Merkel rügt Agrarminister nach Glyphosat-Zustimmung

Die deutsche Bundeskanzlerin Angela Merkel (CDU) hat Landwirtschaftsminister Christian Schmidt (CSU) für seine nicht abgestimmte Zustimmung zur Verlängerung der Lizenz für den Unkrautvernichter Glyphosat in Brüssel gerügt.

Das Abstimmungsverhalten habe nicht dem entsprochen, was in der Geschäftsordnung der Bundesregierung vereinbart worden sei, sagte Merkel heute. Auch für eine geschäftsführende Bundesregierung gelte wie bei früheren Entscheidungen, dass notfalls eine Enthaltung erforderlich sei.

Merkel sagte, sie habe mit Schmidt gesprochen. Sie erwarte, dass so etwas nicht noch mal vorkomme. „Es ist etwas, was sich nicht wiederholen darf.“ Ansonsten sei ein „gedeihliches, gemeinsames Arbeiten in der Bundesregierung nicht möglich“. Merkel sagte, in der Sache sei sie allerdings näher bei Schmidt als bei Umweltministerin Barbara Hendricks (SPD).
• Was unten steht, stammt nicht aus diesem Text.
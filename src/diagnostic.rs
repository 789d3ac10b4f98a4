use colored::Color;
use serde::{Deserialize, Serialize};
use std::fmt::{self, Display};
use std::path::PathBuf;

use crate::error::EngineError;

/// Severity of a diagnostic, using the numeric codes linters put on the wire.
#[derive(Debug, Clone, Copy, PartialEq, Eq, PartialOrd, Ord, Hash, Serialize, Deserialize)]
#[serde(try_from = "u8", into = "u8")]
pub enum Severity {
    Warning = 1,
    Error = 2,
}

impl Severity {
    /// Groups are always rendered in this order.
    pub const ALL: [Severity; 2] = [Severity::Error, Severity::Warning];

    /// Label used in the group header, e.g. `ERROR in ...`.
    pub fn title(self) -> &'static str {
        match self {
            Self::Error => "ERROR",
            Self::Warning => "WARNING",
        }
    }

    /// Label used on each diagnostic line.
    pub fn label(self) -> &'static str {
        match self {
            Self::Error => "error",
            Self::Warning => "warning",
        }
    }

    pub fn color(self) -> Color {
        match self {
            Self::Error => Color::Red,
            Self::Warning => Color::Yellow,
        }
    }
}

impl TryFrom<u8> for Severity {
    type Error = String;

    fn try_from(value: u8) -> Result<Self, String> {
        match value {
            1 => Ok(Severity::Warning),
            2 => Ok(Severity::Error),
            other => Err(format!("unknown severity `{other}`, expected 1 or 2")),
        }
    }
}

impl From<Severity> for u8 {
    fn from(value: Severity) -> Self {
        value as u8
    }
}

impl Display for Severity {
    fn fmt(&self, f: &mut fmt::Formatter<'_>) -> fmt::Result {
        write!(f, "{}", self.label())
    }
}

#[derive(Clone, Debug, PartialEq, Eq, Serialize, Deserialize)]
#[serde(rename_all = "camelCase")]
pub struct Diagnostic {
    #[serde(default)]
    pub line: usize,
    #[serde(default)]
    pub column: usize,
    pub severity: Severity,
    pub message: String,
    /// `None` for messages that don't come from a rule, e.g. parsing errors.
    #[serde(default)]
    pub rule_id: Option<String>,
}

impl Diagnostic {
    pub fn new(
        line: usize,
        column: usize,
        severity: Severity,
        message: impl Into<String>,
        rule_id: impl Into<String>,
    ) -> Self {
        Self {
            line,
            column,
            severity,
            message: message.into(),
            rule_id: Some(rule_id.into()),
        }
    }

    /// The `line:column` token shown at the start of a rendered line.
    pub fn position(&self) -> String {
        format!("{}:{}", self.line, self.column)
    }

    pub fn rule(&self) -> &str {
        self.rule_id.as_deref().unwrap_or("")
    }
}

/// All diagnostics found in one file.
#[derive(Clone, Debug, Default, PartialEq, Eq, Serialize, Deserialize)]
#[serde(rename_all = "camelCase")]
pub struct FileResult {
    #[serde(default)]
    pub file_path: PathBuf,
    #[serde(default)]
    pub messages: Vec<Diagnostic>,
    #[serde(default)]
    pub error_count: usize,
    #[serde(default)]
    pub warning_count: usize,
}

impl FileResult {
    /// Build a result whose counts match its messages.
    pub fn new(file_path: impl Into<PathBuf>, messages: Vec<Diagnostic>) -> Self {
        let error_count = count(&messages, Severity::Error);
        let warning_count = count(&messages, Severity::Warning);
        Self {
            file_path: file_path.into(),
            messages,
            error_count,
            warning_count,
        }
    }

    pub fn with_severity(&self, severity: Severity) -> impl Iterator<Item = &Diagnostic> {
        self.messages.iter().filter(move |d| d.severity == severity)
    }
}

fn count(messages: &[Diagnostic], severity: Severity) -> usize {
    messages.iter().filter(|d| d.severity == severity).count()
}

/// What a linting engine returns for one invocation.
#[derive(Clone, Debug, Default, PartialEq, Eq, Serialize, Deserialize)]
#[serde(rename_all = "camelCase")]
pub struct LintReport {
    #[serde(default)]
    pub error_count: usize,
    #[serde(default)]
    pub warning_count: usize,
    #[serde(default)]
    pub results: Vec<FileResult>,
}

impl LintReport {
    /// Sum the per-file counts into a report.
    pub fn from_results(results: Vec<FileResult>) -> Self {
        let error_count = results.iter().map(|r| r.error_count).sum();
        let warning_count = results.iter().map(|r| r.warning_count).sum();
        Self { error_count, warning_count, results }
    }

    /// Parse the JSON printed by a linter's machine-readable formatter.
    ///
    /// Both a bare array of file results (what `eslint --format json` prints)
    /// and a full report object are accepted.
    pub fn from_json(input: &str) -> Result<Self, EngineError> {
        let input = input.trim();
        if input.starts_with('[') {
            let results: Vec<FileResult> = serde_json::from_str(input)?;
            Ok(Self::from_results(results))
        } else {
            Ok(serde_json::from_str(input)?)
        }
    }

    pub fn count(&self, severity: Severity) -> usize {
        match severity {
            Severity::Error => self.error_count,
            Severity::Warning => self.warning_count,
        }
    }

    pub fn is_clean(&self) -> bool {
        self.error_count == 0 && self.warning_count == 0
    }
}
Weitere Hürde für Koalitionsgespräche

Die Entscheidung des Landwirtschaftsministers platze mitten in die Versuche Merkels, die bei der Wahl schwer geschlagene und zur Opposition entschlossene SPD doch zu Koalitionsgesprächen zu bewegen. Die Zustimmung Schmidts zu einer Verlängerung des Pflanzenschutzmittels um weitere fünf Jahre könnte das Unternehmen „GroKo“ - eine Neuauflage der Großen Koalition von CDU/CSU und SPD - schon im Keim ersticken.